* _To do_:
Where the string "collect" shows up in a line of the records, copy that line.

Start of Record extracts

//! Frames, frame numbering and stored artifact naming.
//!
//! # Example
//!
//! ```
//! use framewire::protocol::{FileNaming, FrameNumbering};
//!
//! let numbering = FrameNumbering::new(10, 5).unwrap();
//! let numbers: Vec<u64> = numbering.numbers().take(3).collect();
//! assert_eq!(numbers, vec![10, 15, 20]);
//!
//! let naming = FileNaming::default();
//! assert_eq!(naming.file_name(15), "frame15.bin");
//! ```

use std::path::{Path, PathBuf};

use bytes::Bytes;
use serde::Deserialize;

use crate::error::{FramewireError, Result};

/// One numbered byte body.
#[derive(Debug, Clone, PartialEq, Eq)]
pub struct Frame {
    /// Sequence number.
    pub number: u64,
    /// Body bytes (zero-copy via `bytes::Bytes`).
    pub body: Bytes,
}

impl Frame {
    /// Create a frame from a number and body.
    pub fn new(number: u64, body: impl Into<Bytes>) -> Self {
        Self {
            number,
            body: body.into(),
        }
    }

    /// Body length in bytes, as announced on the wire.
    #[inline]
    pub fn len(&self) -> u64 {
        self.body.len() as u64
    }

    /// Check if the body is empty.
    #[inline]
    pub fn is_empty(&self) -> bool {
        self.body.is_empty()
    }
}

/// Frame numbers: `base`, `base + increment`, `base + 2 * increment`, ...
#[derive(Debug, Clone, Copy, PartialEq, Eq)]
pub struct FrameNumbering {
    base: u64,
    increment: u64,
}

impl FrameNumbering {
    /// Create a numbering. An increment of 0 is rejected.
    pub fn new(base: u64, increment: u64) -> Result<Self> {
        if increment == 0 {
            return Err(FramewireError::Protocol(
                "Frame increment must be at least 1".to_string(),
            ));
        }
        Ok(Self { base, increment })
    }

    /// First frame number.
    pub fn base(&self) -> u64 {
        self.base
    }

    /// Step between consecutive frame numbers.
    pub fn increment(&self) -> u64 {
        self.increment
    }

    /// Number of the frame at `index`, or `None` on overflow.
    pub fn nth(&self, index: u64) -> Option<u64> {
        index
            .checked_mul(self.increment)
            .and_then(|offset| self.base.checked_add(offset))
    }

    /// All frame numbers in order; ends at `u64` overflow.
    pub fn numbers(&self) -> impl Iterator<Item = u64> {
        let numbering = *self;
        (0u64..).map_while(move |index| numbering.nth(index))
    }
}

/// Deterministic file name for a stored frame: `<prefix><n>.<extension>`.
#[derive(Debug, Clone, PartialEq, Eq, Deserialize)]
#[serde(default)]
pub struct FileNaming {
    /// Text before the frame number.
    pub prefix: String,
    /// Extension without the dot; empty for none.
    pub extension: String,
}

impl FileNaming {
    /// Create a naming scheme.
    pub fn new(prefix: impl Into<String>, extension: impl Into<String>) -> Self {
        Self {
            prefix: prefix.into(),
            extension: extension.into(),
        }
    }

    /// File name for frame `number`.
    pub fn file_name(&self, number: u64) -> String {
        if self.extension.is_empty() {
            format!("{}{}", self.prefix, number)
        } else {
            format!("{}{}.{}", self.prefix, number, self.extension)
        }
    }

    /// Full path for frame `number` under `dir`.
    pub fn path_in(&self, dir: &Path, number: u64) -> PathBuf {
        dir.join(self.file_name(number))
    }
}

impl Default for FileNaming {
    fn default() -> Self {
        Self::new("frame", "bin")
    }
}

#[cfg(test)]
mod tests {
    use super::*;

    #[test]
    fn test_frame_len() {
        let frame = Frame::new(3, vec![0xFFu8; 10]);
        assert_eq!(frame.number, 3);
        assert_eq!(frame.len(), 10);
        assert!(!frame.is_empty());
        assert!(Frame::new(0, Bytes::new()).is_empty());
    }

    #[test]
    fn test_numbering_sequence() {
        let numbering = FrameNumbering::new(0, 1).unwrap();
        let numbers: Vec<u64> = numbering.numbers().take(4).collect();
        assert_eq!(numbers, vec![0, 1, 2, 3]);
    }

    #[test]
    fn test_numbering_with_base_and_step() {
        let numbering = FrameNumbering::new(100, 25).unwrap();
        assert_eq!(numbering.nth(0), Some(100));
        assert_eq!(numbering.nth(4), Some(200));
        assert_eq!(numbering.base(), 100);
        assert_eq!(numbering.increment(), 25);
    }

    #[test]
    fn test_numbering_zero_increment_rejected() {
        assert!(FrameNumbering::new(0, 0).is_err());
    }

    #[test]
    fn test_numbering_stops_at_overflow() {
        let numbering = FrameNumbering::new(u64::MAX - 1, 1).unwrap();
        let numbers: Vec<u64> = numbering.numbers().collect();
        assert_eq!(numbers, vec![u64::MAX - 1, u64::MAX]);
    }

    #[test]
    fn test_file_naming() {
        let naming = FileNaming::default();
        assert_eq!(naming.file_name(0), "frame0.bin");

        let jpg = FileNaming::new("frame", "jpg");
        assert_eq!(jpg.file_name(12), "frame12.jpg");

        let bare = FileNaming::new("img-", "");
        assert_eq!(bare.file_name(1), "img-1");

        let path = naming.path_in(Path::new("/data/out"), 2);
        assert_eq!(path, PathBuf::from("/data/out/frame2.bin"));
    }

    #[test]
    fn test_file_naming_deserialize_defaults() {
        let naming: FileNaming = serde_json::from_str(r#"{"extension": "jpg"}"#).unwrap();
        assert_eq!(naming.prefix, "frame");
        assert_eq!(naming.extension, "jpg");
    }
}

End of Record extracts

* _Task response_:
//! let numbers: Vec<u64> = numbering.numbers().take(3).collect();
        let numbers: Vec<u64> = numbering.numbers().take(4).collect();
        let numbers: Vec<u64> = numbering.numbers().collect();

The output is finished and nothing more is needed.